Device-grade undoped hydrogenated polycrystalline silicon thin films have been developed from a gas mixture of silane and hydrogen using a hot-wire chemical vapor deposition (HW-CVD) method, optimizing the deposition parameters. Proper design of the HW-CVD reactor helps to deposit a uniform quality of film over a large area (100 cm 2) with a two filament configuration. Extensive studies have been made of the effects of hydrogen dilution (4–60), substrate temperature (180–400°C) and filament temperature (1500–1700°C) on the film growth. Atomic force micrographs give a quantitative estimate of roughness for these films. UV-visible ellipsometry analyses confirm their compactness and crystallinity while X-ray diffraction patterns allow for the determination of the crystallite sizes (up to 400 Å).
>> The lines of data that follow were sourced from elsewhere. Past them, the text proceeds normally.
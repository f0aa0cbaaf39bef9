//! Error types for signing and key handling.
//!
//! Verification never produces these errors: a token that fails to verify is
//! reported as a [`Rejection`](crate::Rejection) value instead.

use thiserror::Error;

/// Errors that can occur while loading keys or issuing signatures.
#[derive(Debug, Clone, PartialEq, Eq, Error)]
pub enum MailsigError {
    /// The TTL duration is invalid.
    #[error("TTL must be at least one second and fit in a timestamp")]
    InvalidTtl,

    /// A key file could not be read.
    #[error("failed to read key file '{path}': {reason}")]
    KeyRead {
        /// Path that was being read
        path: String,
        /// Underlying I/O error
        reason: String,
    },

    /// Key material is not a usable RSA key.
    #[error("invalid key format: {reason}")]
    InvalidKeyFormat {
        /// Description of the key error
        reason: String,
    },

    /// The public key does not verify signatures made by the private key.
    #[error("public key does not match private key; check PRIVATE_KEY_PATH and PUBLIC_KEY_PATH")]
    KeyMismatch,

    /// The signing primitive failed.
    #[error("failed to sign claims: {reason}")]
    Signing {
        /// Description of the signing failure
        reason: String,
    },
}

#[cfg(test)]
mod tests {
    use super::*;

    #[test]
    fn key_read_names_the_path() {
        let err = MailsigError::KeyRead {
            path: "/etc/mailsig/private.pem".to_string(),
            reason: "No such file or directory".to_string(),
        };

        let message = err.to_string();
        assert!(message.contains("/etc/mailsig/private.pem"));
        assert!(message.contains("No such file"));
    }

    #[test]
    fn key_mismatch_points_at_configuration() {
        assert!(MailsigError::KeyMismatch.to_string().contains("PUBLIC_KEY_PATH"));
    }
}
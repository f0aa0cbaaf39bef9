//! Command-line and environment configuration.

use std::net::SocketAddr;
use std::path::PathBuf;
use std::time::Duration;

use clap::Parser;
use mailsig::KeyPair;

use crate::ServerError;

const SECS_PER_HOUR: u64 = 3600;

/// Startup configuration.
///
/// Every flag falls back to an environment variable.
#[derive(Parser, Debug, Clone)]
#[command(name = "mailsig-server")]
#[command(author, version, about, long_about = None)]
pub struct Config {
    /// PEM-encoded RSA private key used to sign tokens
    #[arg(long, env = "PRIVATE_KEY_PATH")]
    pub private_key_path: PathBuf,

    /// PEM-encoded RSA public key used to verify tokens
    #[arg(long, env = "PUBLIC_KEY_PATH")]
    pub public_key_path: PathBuf,

    /// Lifetime of issued tokens, in hours
    #[arg(long, env = "SIGNATURE_TTL_HOURS")]
    pub signature_ttl_hours: u64,

    /// Address to listen on
    #[arg(long, env = "MAILSIG_LISTEN", default_value = "0.0.0.0:8080")]
    pub listen: SocketAddr,
}

impl Config {
    /// Returns the token lifetime.
    ///
    /// # Errors
    ///
    /// Returns `ServerError::Config` if the TTL is zero or overflows.
    pub fn signature_ttl(&self) -> Result<Duration, ServerError> {
        if self.signature_ttl_hours == 0 {
            return Err(ServerError::Config {
                reason: "SIGNATURE_TTL_HOURS must be at least 1".to_string(),
            });
        }

        self.signature_ttl_hours
            .checked_mul(SECS_PER_HOUR)
            .map(Duration::from_secs)
            .ok_or_else(|| ServerError::Config {
                reason: format!(
                    "SIGNATURE_TTL_HOURS is too large: {}",
                    self.signature_ttl_hours
                ),
            })
    }

    /// Loads and cross-checks the configured key pair.
    ///
    /// # Errors
    ///
    /// Returns `ServerError::Core` if either key cannot be loaded or they
    /// do not belong together.
    pub fn load_keys(&self) -> Result<KeyPair, ServerError> {
        Ok(KeyPair::from_pem_files(
            &self.private_key_path,
            &self.public_key_path,
        )?)
    }
}
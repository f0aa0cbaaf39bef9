//! Token verifier for checking domain assertions.

use chrono::{DateTime, Utc};
use jsonwebtoken::errors::{Error as JwtError, ErrorKind};
use jsonwebtoken::{Validation, decode};
use tracing::debug;

use crate::claims::DomainClaims;
use crate::constants::SIGNATURE_ALGORITHM;
use crate::keys::VerifyingKey;
use crate::verification::{Rejection, check_domain, check_expiration};

/// Verifies that a token is a current, authentic assertion for a domain.
///
/// [`verify`](Self::verify) is a total predicate: malformed, forged, expired,
/// foreign-domain and wrong-algorithm tokens all yield `false`. Use
/// [`inspect`](Self::inspect) to see why a token was rejected.
///
/// # Example
///
/// ```no_run
/// use mailsig::{KeyPair, Signer, Verifier};
/// use std::time::Duration;
///
/// let keys = KeyPair::from_pem_files("keys/private.pem", "keys/public.pem").unwrap();
/// let signer = Signer::new(keys.signing_key().clone(), Duration::from_secs(3600)).unwrap();
/// let verifier = Verifier::new(keys.verifying_key().clone());
///
/// let token = signer.sign("example.com").unwrap();
///
/// assert!(verifier.verify("example.com", &token));
/// assert!(!verifier.verify("other.com", &token));
/// assert!(!verifier.verify("example.com", "not-a-token"));
/// ```
#[derive(Debug, Clone)]
pub struct Verifier {
    verifying_key: VerifyingKey,
    validation: Validation,
}

impl Verifier {
    /// Creates a verifier that only accepts PS256 tokens signed by `verifying_key`.
    #[must_use]
    pub fn new(verifying_key: VerifyingKey) -> Self {
        let mut validation = Validation::new(SIGNATURE_ALGORITHM);
        // Expiry is checked in `inspect_at` against the caller's clock.
        validation.validate_exp = false;
        validation.leeway = 0;
        validation.set_required_spec_claims(&["exp"]);

        Self {
            verifying_key,
            validation,
        }
    }

    /// Returns the public key tokens are checked against.
    #[must_use]
    pub fn verifying_key(&self) -> &VerifyingKey {
        &self.verifying_key
    }

    /// Returns true if `token` is a valid, unexpired assertion for `domain`.
    #[must_use]
    pub fn verify(&self, domain: &str, token: &str) -> bool {
        self.verify_at(domain, token, Utc::now())
    }

    /// Returns true if `token` is a valid assertion for `domain` at time `now`.
    #[must_use]
    pub fn verify_at(&self, domain: &str, token: &str, now: DateTime<Utc>) -> bool {
        match self.inspect_at(domain, token, now) {
            Ok(_) => true,
            Err(rejection) => {
                debug!(domain, %rejection, "token rejected");
                false
            }
        }
    }

    /// Verifies a token and returns its claims.
    ///
    /// # Errors
    ///
    /// Returns the [`Rejection`] describing the first failed check.
    pub fn inspect(&self, domain: &str, token: &str) -> Result<DomainClaims, Rejection> {
        self.inspect_at(domain, token, Utc::now())
    }

    /// Verifies a token at time `now` and returns its claims.
    ///
    /// Checks, in order: encoding and algorithm, signature, expiry, domain.
    ///
    /// # Errors
    ///
    /// Returns the [`Rejection`] describing the first failed check.
    pub fn inspect_at(
        &self,
        domain: &str,
        token: &str,
        now: DateTime<Utc>,
    ) -> Result<DomainClaims, Rejection> {
        let claims = self.decode(token)?;
        check_expiration(claims.exp, now)?;
        check_domain(domain, &claims.domain)?;
        Ok(claims)
    }

    fn decode(&self, token: &str) -> Result<DomainClaims, Rejection> {
        decode::<DomainClaims>(token, self.verifying_key.as_decoding_key(), &self.validation)
            .map(|data| data.claims)
            .map_err(|e| rejection_from(&e))
    }
}

fn rejection_from(err: &JwtError) -> Rejection {
    match err.kind() {
        ErrorKind::InvalidSignature => Rejection::BadSignature,
        ErrorKind::InvalidAlgorithm | ErrorKind::InvalidAlgorithmName => Rejection::WrongAlgorithm,
        _ => Rejection::Malformed {
            reason: err.to_string(),
        },
    }
}

#[cfg(test)]
mod tests {
    use std::time::Duration;

    use chrono::Duration as ChronoDuration;

    use super::*;
    use crate::keys::SigningKey;
    use crate::signer::Signer;

    const PRIMARY_PRIVATE: &[u8] = include_bytes!("../tests/fixtures/primary_private.pem");
    const PRIMARY_PUBLIC: &[u8] = include_bytes!("../tests/fixtures/primary_public.pem");

    fn signer() -> Signer {
        let key = SigningKey::from_pem(PRIMARY_PRIVATE).unwrap();
        Signer::new(key, Duration::from_secs(3600)).unwrap()
    }

    fn verifier() -> Verifier {
        Verifier::new(VerifyingKey::from_pem(PRIMARY_PUBLIC).unwrap())
    }

    #[test]
    fn verify_valid_token() {
        let token = signer().sign("example.com").unwrap();
        let claims = verifier().inspect("example.com", &token).unwrap();

        assert_eq!(claims.domain, "example.com");
        assert!(!claims.is_expired());
    }

    #[test]
    fn verify_rejects_other_domain() {
        let token = signer().sign("example.com").unwrap();
        let result = verifier().inspect("other.com", &token);

        assert!(matches!(result, Err(Rejection::DomainMismatch { .. })));
    }

    #[test]
    fn verify_accepts_case_variant_of_domain() {
        let token = signer().sign("Example.com").unwrap();
        assert!(verifier().verify("example.COM", &token));
    }

    #[test]
    fn verify_rejects_expired_token() {
        let issued = Utc::now() - ChronoDuration::hours(2);
        let token = signer()
            .sign_at("example.com", issued, Duration::from_secs(3600))
            .unwrap();

        let result = verifier().inspect("example.com", &token);
        assert!(matches!(result, Err(Rejection::Expired { .. })));
    }

    #[test]
    fn expired_rejection_reports_token_expiry() {
        let issued = DateTime::from_timestamp(1_700_000_000, 0).unwrap();
        let token = signer()
            .sign_at("example.com", issued, Duration::from_secs(60))
            .unwrap();

        let result = verifier().inspect("example.com", &token);
        assert_eq!(
            result,
            Err(Rejection::Expired {
                expired_at: "2023-11-14T22:14:20+00:00".to_string(),
            })
        );
    }

    #[test]
    fn expiry_is_checked_before_domain() {
        let issued = Utc::now() - ChronoDuration::hours(2);
        let token = signer()
            .sign_at("example.com", issued, Duration::from_secs(3600))
            .unwrap();

        let result = verifier().inspect("other.com", &token);
        assert!(matches!(result, Err(Rejection::Expired { .. })));
    }

    #[test]
    fn verify_at_honours_supplied_clock() {
        let now = Utc::now();
        let token = signer()
            .sign_at("example.com", now, Duration::from_secs(3600))
            .unwrap();
        let verifier = verifier();

        assert!(verifier.verify_at("example.com", &token, now + ChronoDuration::minutes(59)));
        assert!(!verifier.verify_at("example.com", &token, now + ChronoDuration::minutes(61)));
    }

    #[test]
    fn garbage_is_malformed() {
        let result = verifier().inspect("example.com", "not-a-token");
        assert!(matches!(result, Err(Rejection::Malformed { .. })));
    }

    #[test]
    fn empty_token_is_malformed() {
        let result = verifier().inspect("example.com", "");
        assert!(matches!(result, Err(Rejection::Malformed { .. })));
    }

    #[test]
    fn verify_never_panics_on_garbage() {
        let verifier = verifier();
        for token in ["", ".", "..", "a.b.c", "mailsig:abc", "\u{0}\u{1}", "eyJ.eyJ.eyJ"] {
            assert!(!verifier.verify("example.com", token));
        }
    }

    #[test]
    fn verifying_key_accessible() {
        let key = VerifyingKey::from_pem(PRIMARY_PUBLIC).unwrap();
        let verifier = Verifier::new(key.clone());

        assert_eq!(verifier.verifying_key(), &key);
    }
}
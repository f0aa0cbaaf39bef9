//! Error types for the HTTP service.

use axum::Json;
use axum::http::StatusCode;
use axum::response::{IntoResponse, Response};
use mailsig::MailsigError;
use mailsig_dns::LookupError;
use serde::{Deserialize, Serialize};
use thiserror::Error;
use utoipa::ToSchema;

/// Body of every error response.
#[derive(Debug, Clone, PartialEq, Eq, Serialize, Deserialize, ToSchema)]
pub struct ErrorResponse {
    /// Human-readable description of the failure
    pub error: String,
}

/// Errors raised while starting or serving requests.
#[derive(Debug, Error)]
pub enum ServerError {
    /// The request carried no usable `domain` parameter.
    #[error("missing required query parameter 'domain'")]
    MissingDomain,

    /// A token could not be issued.
    #[error("failed to sign token: {0}")]
    Signing(#[source] MailsigError),

    /// A configuration value is out of range.
    #[error("invalid configuration: {reason}")]
    Config {
        /// Description of the problem
        reason: String,
    },

    /// Key loading or signer construction failed.
    #[error(transparent)]
    Core(#[from] MailsigError),

    /// The record source could not be created.
    #[error(transparent)]
    Lookup(#[from] LookupError),

    /// Binding or serving failed.
    #[error("I/O error: {0}")]
    Io(#[from] std::io::Error),
}

impl ServerError {
    /// HTTP status reported for this error.
    #[must_use]
    pub fn status(&self) -> StatusCode {
        match self {
            Self::MissingDomain => StatusCode::BAD_REQUEST,
            _ => StatusCode::INTERNAL_SERVER_ERROR,
        }
    }
}

impl IntoResponse for ServerError {
    fn into_response(self) -> Response {
        let body = Json(ErrorResponse {
            error: self.to_string(),
        });
        (self.status(), body).into_response()
    }
}
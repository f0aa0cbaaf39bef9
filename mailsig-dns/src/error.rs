//! Error types for record lookups.

use thiserror::Error;

/// Errors that can occur while fetching TXT records.
///
/// [`RecordSource::signature_window`](crate::RecordSource::signature_window)
/// folds all of these into "no window published".
#[derive(Debug, Clone, PartialEq, Eq, Error)]
pub enum LookupError {
    /// The resolver could not be constructed.
    #[error("failed to create resolver: {reason}")]
    Resolver {
        /// Description of the resolver error
        reason: String,
    },
    /// The TXT query failed (NXDOMAIN, SERVFAIL, timeout, ...).
    #[error("TXT lookup for '{domain}' failed: {reason}")]
    Query {
        /// The queried domain
        domain: String,
        /// Description of the query failure
        reason: String,
    },
    /// The domain has no TXT records.
    #[error("no TXT records for '{domain}'")]
    NoRecords {
        /// The queried domain
        domain: String,
    },
}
Using a hydrogen dilution of 60, a substrate temperature of 300°C and a filament temperature of 1500°C, a dark conductivity of 2.5×10 −5 S/cm and its activation energy of 0.45 eV have been obtained. For these films, the Hall mobility attains 10 cm 2/V s. With these deposition parameters, the intrinsic layer of complete p–i–n HW-CVD solar cells has been realized. These cells, deposited on TCO coated Corning glass substrates, exhibit 1.8% conversion efficiency under 100 mW/cm 2 irradiation.